March 3, 2011

TCHONG - Tan Chong: Viewing nuts and bolts of Serendah

Stock Name: TCHONG
Company Name: TAN CHONG MOTOR HOLDINGS BHD
Research House: CIMB

Tan Chong Motor Holdings Bhd
(March 3, RM4.74)
Maintain outperform at RM4.78 with target price of RM7.30
: We organised a visit to Tan Chong's Serendah plant recently. It was well attended by over 15 fund managers and buy-side analysts. While there were no major surprises from the visit, it provided us with a broad overview of Tan Chong's vehicle assembly operations. We were given a briefing on the plant before being taken on a tour of the body shop, test track, paint shop and assembly shop. The day ended with a briefing on Tan Chong's 4Q10 results.

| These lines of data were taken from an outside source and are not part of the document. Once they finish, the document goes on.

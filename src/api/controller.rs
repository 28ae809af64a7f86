//! Cache-aside controller.
//!
//! One request runs strictly in sequence: reject, cache lookup, live fetch,
//! store, respond. The first terminal step wins. A stale object read during
//! lookup is kept as the fallback if the live fetch fails.

use axum::http::Method;
use bytes::Bytes;
use chrono::{DateTime, TimeDelta, Utc};
use std::sync::Arc;
use std::time::{Duration, Instant};

use super::error::{ApiError, NO_CACHE};
use super::models::{Request, Response};
use super::utils::{cache_enabled, cache_key, max_age_header, store_enabled};
use crate::clock::Clock;
use crate::observability::Metrics;
use crate::reports::{FetchResult, ReportRouter};
use crate::storage::{CacheObject, CacheStore, StorageError, content_etag};
use crate::timefmt::http_date;
use crate::upstream::Upstream;

const JSON_CONTENT_TYPE: &str = "application/json";

/// The request pipeline and its injected collaborators.
pub struct Pipeline {
    router: ReportRouter,
    store: Arc<dyn CacheStore>,
    upstream: Arc<dyn Upstream>,
    clock: Arc<dyn Clock>,
    metrics: Arc<Metrics>,
    prefix: String,
}

impl Pipeline {
    pub fn new(
        store: Arc<dyn CacheStore>,
        upstream: Arc<dyn Upstream>,
        clock: Arc<dyn Clock>,
        metrics: Arc<Metrics>,
        prefix: impl Into<String>,
    ) -> Self {
        Self {
            router: ReportRouter::new(),
            store,
            upstream,
            clock,
            metrics,
            prefix: prefix.into(),
        }
    }

    pub fn metrics(&self) -> &Metrics {
        &self.metrics
    }

    /// Run `request` to completion. Failures become JSON error responses.
    pub async fn handle(&self, request: &Request) -> Response {
        match self.serve(request).await {
            Ok(response) => response,
            Err(err) => {
                if err.is_client_error() {
                    self.metrics.client_error();
                    tracing::info!(path = %request.path, error = %err, "Client error");
                } else {
                    self.metrics.server_error();
                    tracing::error!(path = %request.path, error = %err, "Request failed");
                }
                err.to_response(request)
            }
        }
    }

    async fn serve(&self, request: &Request) -> Result<Response, ApiError> {
        if request.method != Method::GET && request.method != Method::HEAD {
            return Err(ApiError::MethodNotAllowed(request.method.to_string()));
        }

        if request.path.len() < 2 || !request.path.starts_with('/') {
            return Err(ApiError::NotFound(request.path.clone()));
        }

        let route = self
            .router
            .resolve(&request.path)
            .ok_or_else(|| ApiError::NotFound(request.path.clone()))?;
        let api = route.report.api_name();
        let key = cache_key(&self.prefix, &request.path);

        let mut response = Response::default();
        response.headers.insert("X-TideServer-Api", api);

        let mut fallback = None;
        if cache_enabled(&request.query) {
            match self.lookup(&key).await? {
                Some(object) if object.is_fresh(self.clock.now()) => {
                    self.metrics.cache_hit();
                    tracing::info!(key = %key, api, expires = ?object.expires, "Serving cached object");
                    return cached_response(response, object, false);
                }
                Some(object) => {
                    self.metrics.cache_stale_hit();
                    tracing::info!(key = %key, api, expires = ?object.expires, "Cached object is stale");
                    fallback = Some(object);
                }
                None => self.metrics.cache_miss(),
            }
        }

        self.metrics.upstream_call();
        let fetched = route
            .report
            .fetch(&route.params, self.upstream.as_ref(), self.clock.as_ref())
            .await;

        let FetchResult { body, lifetime } = match fetched {
            Ok(result) => result,
            Err(err) => {
                let err = ApiError::from(err);
                return match fallback {
                    Some(stale) => {
                        self.metrics.stale_fallback();
                        tracing::warn!(key = %key, api, error = %err, "Live fetch failed; serving stale object");
                        cached_response(response, stale, true)
                    }
                    None => Err(err),
                };
            }
        };

        let body = serde_json::to_string(&body).map_err(|e| ApiError::Internal(e.to_string()))?;
        let now = self.clock.now();
        let storable = store_enabled(&request.query) && lifetime != Some(Duration::ZERO);

        response
            .headers
            .insert("ETag", content_etag(body.as_bytes()));

        match lifetime {
            _ if !storable => {
                response.headers.insert("Cache-Control", NO_CACHE);
            }
            None => {
                response.headers.insert("Cache-Control", max_age_header());
            }
            Some(lifetime) => {
                response.headers.insert("Cache-Control", "public");
                if let Some(expires) = expiry(now, lifetime) {
                    response.headers.insert("Expires", http_date(expires));
                }
            }
        }

        if storable {
            let expires = lifetime.and_then(|l| expiry(now, l));
            self.store_object(&key, Bytes::from(body.clone()), expires).await;
        }

        response.body = body;
        Ok(response)
    }

    /// `Ok(None)` on a miss. Other store errors fail the request.
    async fn lookup(&self, key: &str) -> Result<Option<CacheObject>, ApiError> {
        let started = Instant::now();
        let result = self.store.get(key).await;
        tracing::debug!(key, elapsed_ms = started.elapsed().as_millis() as u64, "Cache read");

        match result {
            Ok(object) => Ok(Some(object)),
            Err(StorageError::NotFound(_)) => Ok(None),
            Err(err) => {
                self.metrics.cache_read_error();
                tracing::error!(key, error = %err, "Cache read failed");
                Err(ApiError::from(err))
            }
        }
    }

    /// Write failures are logged and swallowed.
    async fn store_object(&self, key: &str, body: Bytes, expires: Option<DateTime<Utc>>) {
        let started = Instant::now();
        let result = self.store.put(key, body, JSON_CONTENT_TYPE, expires).await;
        let elapsed_ms = started.elapsed().as_millis() as u64;

        match result {
            Ok(()) => tracing::info!(key, elapsed_ms, "Cached response"),
            Err(err) => {
                self.metrics.cache_write_failure();
                tracing::error!(key, error = %err, "Failed to cache response; returning it anyway");
            }
        }
    }
}

fn expiry(now: DateTime<Utc>, lifetime: Duration) -> Option<DateTime<Utc>> {
    TimeDelta::from_std(lifetime)
        .ok()
        .and_then(|delta| now.checked_add_signed(delta))
}

/// Response from a stored object. `stale` objects are marked non-cacheable
/// but keep their stored ETag.
fn cached_response(
    mut response: Response,
    object: CacheObject,
    stale: bool,
) -> Result<Response, ApiError> {
    let body = String::from_utf8(object.body.to_vec()).map_err(|_| {
        ApiError::UpstreamUnavailable("Cached object is not valid UTF-8".to_string())
    })?;

    if let Some(content_type) = &object.content_type {
        response.headers.insert("Content-Type", content_type.as_str());
    }
    response.headers.insert("ETag", object.e_tag);

    match (stale, object.expires) {
        (true, _) => {
            response.headers.insert("Cache-Control", NO_CACHE);
        }
        (false, None) => {
            response.headers.insert("Cache-Control", max_age_header());
        }
        (false, Some(expires)) => {
            response.headers.insert("Cache-Control", "public");
            response.headers.insert("Expires", http_date(expires));
        }
    }

    response.body = body;
    Ok(response)
}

The Serendah plant is one of the two plants that Tan Chong has in Malaysia ' the other being the older one in Segambut. The Serendah plant was built at a cost of RM230 million and was designed to meet the Nissan integrated manufacturing system, that is world-class in quality, productivity and delivery performance. Construction began in 1Q06 and the plant was completed in 2Q07. It started production and rolled out its first model, the Latio, in 3Q07. Currently, the Serendah plant assembles the Latio, Grand Livina, Sylphy and Teana.

We gather that the Serendah plant, a Nissan-dedicated plant, is on par with Nissan's standards. This is no surprise since the plant was designed with technical support and advice from Nissan Motor to begin with.

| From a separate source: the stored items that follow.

//! Cache object storage.
//!
//! Cached payloads live in an `object_store` backend under path-derived keys.
//! Expiry is advisory: it is written as object metadata and checked by the
//! reader, never enforced by deletion.

use crate::config::{StorageConfig, StorageProvider};
use async_trait::async_trait;
use bytes::Bytes;
use chrono::{DateTime, Utc};
use object_store::aws::AmazonS3Builder;
use object_store::{
    Attribute, AttributeValue, Attributes, ObjectStore, PutOptions, path::Path as StoragePath,
};
use sha2::{Digest, Sha256};
use std::sync::Arc;
use thiserror::Error;

const EXPIRES_METADATA: &str = "expires";
const ETAG_METADATA: &str = "content-etag";

#[derive(Debug, Error)]
pub enum StorageError {
    #[error("Not found: {0}")]
    NotFound(String),

    #[error("Storage configuration error: {0}")]
    Configuration(String),

    #[error("Object store error: {0}")]
    ObjectStoreError(#[from] object_store::Error),
}

/// Storage result type
pub type Result<T> = std::result::Result<T, StorageError>;

/// A cached payload as read back from the store.
#[derive(Debug, Clone, PartialEq)]
pub struct CacheObject {
    pub body: Bytes,
    pub content_type: Option<String>,
    pub e_tag: String,
    pub expires: Option<DateTime<Utc>>,
}

impl CacheObject {
    /// Fresh when no expiry is set or the expiry is still ahead of `now`.
    pub fn is_fresh(&self, now: DateTime<Utc>) -> bool {
        self.expires.is_none_or(|expires| expires > now)
    }
}

/// Quoted SHA-256 hex digest of `body`, used as the response ETag.
pub fn content_etag(body: &[u8]) -> String {
    format!("\"{}\"", hex::encode(Sha256::digest(body)))
}

#[async_trait]
pub trait CacheStore: Send + Sync {
    /// `StorageError::NotFound` when nothing is stored under `key`.
    async fn get(&self, key: &str) -> Result<CacheObject>;

    async fn put(
        &self,
        key: &str,
        body: Bytes,
        content_type: &str,
        expires: Option<DateTime<Utc>>,
    ) -> Result<()>;
}

/// Cache objects in any `object_store` backend, with expiry and ETag as attributes.
#[derive(Clone)]
pub struct StorageClient {
    store: Arc<dyn ObjectStore>,
    pub bucket: String,
}

impl StorageClient {
    /// Wrap an already-configured backend.
    pub fn new(store: Arc<dyn ObjectStore>, bucket: String) -> Self {
        Self { store, bucket }
    }

    /// Process-local store; contents vanish on restart.
    pub fn in_memory() -> Self {
        Self {
            store: Arc::new(object_store::memory::InMemory::new()),
            bucket: "tideserver-local".to_string(),
        }
    }

    pub fn from_config(config: &StorageConfig) -> Result<Self> {
        match config.provider {
            StorageProvider::Memory => Ok(Self::in_memory()),
            StorageProvider::S3 => {
                let mut builder = AmazonS3Builder::from_env().with_bucket_name(&config.bucket);

                if let Some(region) = &config.region {
                    builder = builder.with_region(region);
                }
                if let Some(endpoint) = &config.endpoint {
                    builder = builder
                        .with_endpoint(endpoint)
                        .with_allow_http(endpoint.starts_with("http://"));
                }
                if let (Some(access_key), Some(secret_key)) =
                    (&config.access_key, &config.secret_key)
                {
                    builder = builder
                        .with_access_key_id(access_key)
                        .with_secret_access_key(secret_key);
                }

                let store = builder
                    .build()
                    .map_err(|e| StorageError::Configuration(e.to_string()))?;

                Ok(Self::new(Arc::new(store), config.bucket.clone()))
            }
        }
    }
}

#[async_trait]
impl CacheStore for StorageClient {
    async fn get(&self, key: &str) -> Result<CacheObject> {
        let path = StoragePath::from(key);

        let result = match self.store.get(&path).await {
            Ok(result) => result,
            Err(object_store::Error::NotFound { .. }) => {
                return Err(StorageError::NotFound(key.to_string()));
            }
            Err(e) => return Err(e.into()),
        };

        let attributes = result.attributes.clone();
        let store_e_tag = result.meta.e_tag.clone();
        let body = result.bytes().await?;

        let expires = attribute(&attributes, &Attribute::Metadata(EXPIRES_METADATA.into()))
            .map(|raw| {
                DateTime::parse_from_rfc3339(raw)
                    .map(|ts| ts.with_timezone(&Utc))
                    .unwrap_or_else(|e| {
                        tracing::warn!(key, raw, error = %e, "Unreadable expiry; treating object as stale");
                        DateTime::<Utc>::MIN_UTC
                    })
            });

        let e_tag = attribute(&attributes, &Attribute::Metadata(ETAG_METADATA.into()))
            .map(str::to_string)
            .or(store_e_tag)
            .unwrap_or_else(|| content_etag(&body));

        tracing::debug!(key, size = body.len(), "Read from storage");

        Ok(CacheObject {
            content_type: attribute(&attributes, &Attribute::ContentType).map(str::to_string),
            body,
            e_tag,
            expires,
        })
    }

    async fn put(
        &self,
        key: &str,
        body: Bytes,
        content_type: &str,
        expires: Option<DateTime<Utc>>,
    ) -> Result<()> {
        let path = StoragePath::from(key);
        let size = body.len();

        let mut attributes = Attributes::new();
        attributes.insert(
            Attribute::ContentType,
            AttributeValue::from(content_type.to_string()),
        );
        attributes.insert(
            Attribute::Metadata(ETAG_METADATA.into()),
            AttributeValue::from(content_etag(&body)),
        );
        if let Some(expires) = expires {
            attributes.insert(
                Attribute::Metadata(EXPIRES_METADATA.into()),
                AttributeValue::from(expires.to_rfc3339()),
            );
        }

        self.store
            .put_opts(&path, body.into(), PutOptions::from(attributes))
            .await?;

        tracing::debug!(key, size, ?expires, "Stored to cache");
        Ok(())
    }
}

fn attribute<'a>(attributes: &'a Attributes, key: &Attribute) -> Option<&'a str> {
    attributes.get(key).map(AsRef::<str>::as_ref)
}

#[cfg(test)]
mod tests {
    use super::*;
    use chrono::{Duration, TimeZone};

    #[tokio::test]
    async fn test_missing_key_is_not_found() {
        let storage = StorageClient::in_memory();
        assert!(matches!(
            storage.get("stations").await,
            Err(StorageError::NotFound(_))
        ));
    }

    #[tokio::test]
    async fn test_put_then_get_keeps_metadata() {
        let storage = StorageClient::in_memory();
        let expires = Utc.with_ymd_and_hms(2020, 3, 31, 0, 0, 0).unwrap();
        let body = Bytes::from_static(b"{\"Stations\":[]}");

        storage
            .put("v1/stations", body.clone(), "application/json", Some(expires))
            .await
            .unwrap();

        let object = storage.get("v1/stations").await.unwrap();
        assert_eq!(object.body, body);
        assert_eq!(object.content_type.as_deref(), Some("application/json"));
        assert_eq!(object.expires, Some(expires));
        assert_eq!(object.e_tag, content_etag(&body));
    }

    #[tokio::test]
    async fn test_put_without_expiry() {
        let storage = StorageClient::in_memory();
        storage
            .put("k", Bytes::from_static(b"[]"), "application/json", None)
            .await
            .unwrap();

        let object = storage.get("k").await.unwrap();
        assert_eq!(object.expires, None);
        assert!(object.is_fresh(Utc::now()));
    }

    #[test]
    fn test_freshness() {
        let now = Utc.with_ymd_and_hms(2020, 1, 1, 0, 0, 0).unwrap();
        let mut object = CacheObject {
            body: Bytes::new(),
            content_type: None,
            e_tag: content_etag(b""),
            expires: Some(now + Duration::seconds(1)),
        };
        assert!(object.is_fresh(now));

        object.expires = Some(now);
        assert!(!object.is_fresh(now));
    }

    #[test]
    fn test_content_etag_is_quoted_sha256() {
        let etag = content_etag(b"abc");
        assert_eq!(
            etag,
            "\"ba7816bf8f01cfea414140de5dae2223b00361a396177a9cb410ff61f20015ad\""
        );
    }
}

The operations of the plant are currently supported by a total of 1,241 workers, 991 or about 80% of whom are assembly workers. We gather that close to 45% of the 991 assembly workers are Nepalese while the rest are predominantly Malaysians. Working hours are from 7.40am to 4.30pm from Monday to Saturday.

We visited three main sections of the plant: (i) the body shop where the external body panels and interior frames are welded together; (ii) the paint shop; and (iii) the assembly shop where car components such as seats and dashboard are installed. Most of the work done in the body shop is automated. Much of the assembly work in the assembly shop is still done manually but assisted by machines. We gather that it takes an average of six to seven days for a car to roll out of the assembly plant (body shop, one day; paint shop, two days; and assembly shop, three days).

The Serendah plant is currently running on two shifts (normal capacity), which means that it can churn out about 2,400 cars monthly. The utilisation rate stands at about 80%, higher than the current utilisation rate of 50% in Segambut. Tan Chong's total production capacity stands at 45,600 (two shifts in Serendah, one shift in Segambut).

The Latio, Grand Livina, Sylphy and Teana are assembled in the Serendah plant. The next major model to join the family is the B-segment car, which is slated to roll out simultaneously from Serendah and the Danang plant in Vietnam at the end of next year. This car will be competing head-on with the Toyota Vios and Honda City.

All in all, the plant visit was fruitful and reassured us of Tan Chong's assembling capabilities, and more importantly, its commitment to ensuring the growth and competitiveness of the Nissan brand in Malaysia and maintaining its relationship with Nissan Motor. We believe Tan Chong and Nissan Motor's longstanding relationship will continue. Recall that Tan Chong's relationship with its principal was taken to a new level when it was appointed the sole distributor of Nissan vehicles in Cambodia and Laos. Tan Chong also recently acquired 74% of Nissan Vietnam Corp, the exclusive importer and distributor of Nissan vehicles in Vietnam (26%-owned by Nissan Motor), which further cemented this relationship. As such, we think that the recent memorandum of understanding (MoU) signed between Proton and Nissan Motor is unlikely to dent the solid Tan Chong-Nissan partnership. We believe that Tan Chong will remain Nissan's key partner in this region.

Tan Chong's share price is down 20% from the RM6 peak reached on Sept 17, 2010, possibly because of the 4Q10 results shortfall and weak market sentiment. We stress that the 4Q results blip resulted partly from a delay in the recognition of Teana's sales as buyers opted to take delivery of their cars in 2011. This was evident in the increase in inventories from RM734 million at end-September 2010 to slightly over RM1 billon at end-December 2010. The delay in deliveries simply means that the bulk of Teana sales will only be reflected in 1Q11. In fact, January's sales were strong and we gather that inventory levels have normalised to about RM600 million currently. The recently announced MoU between Proton and Nissan may have also crimped the share price, leading to cheaper valuations. We advise investors to accumulate this stock for exposure to its regional forays and the strategic expansion of its model mix into previously untapped market segments. We reiterate our 'outperform' call in view of the potential catalysts of: (i) a stronger earnings growth trajectory; (ii) new model pipeline; and (iii) expansion into new markets. We make no changes to our earnings projections or sum of parts-based target price of RM7.30. ' CIMB Research, March 3


This article appeared in The Edge Financial Daily, March 4, 2011.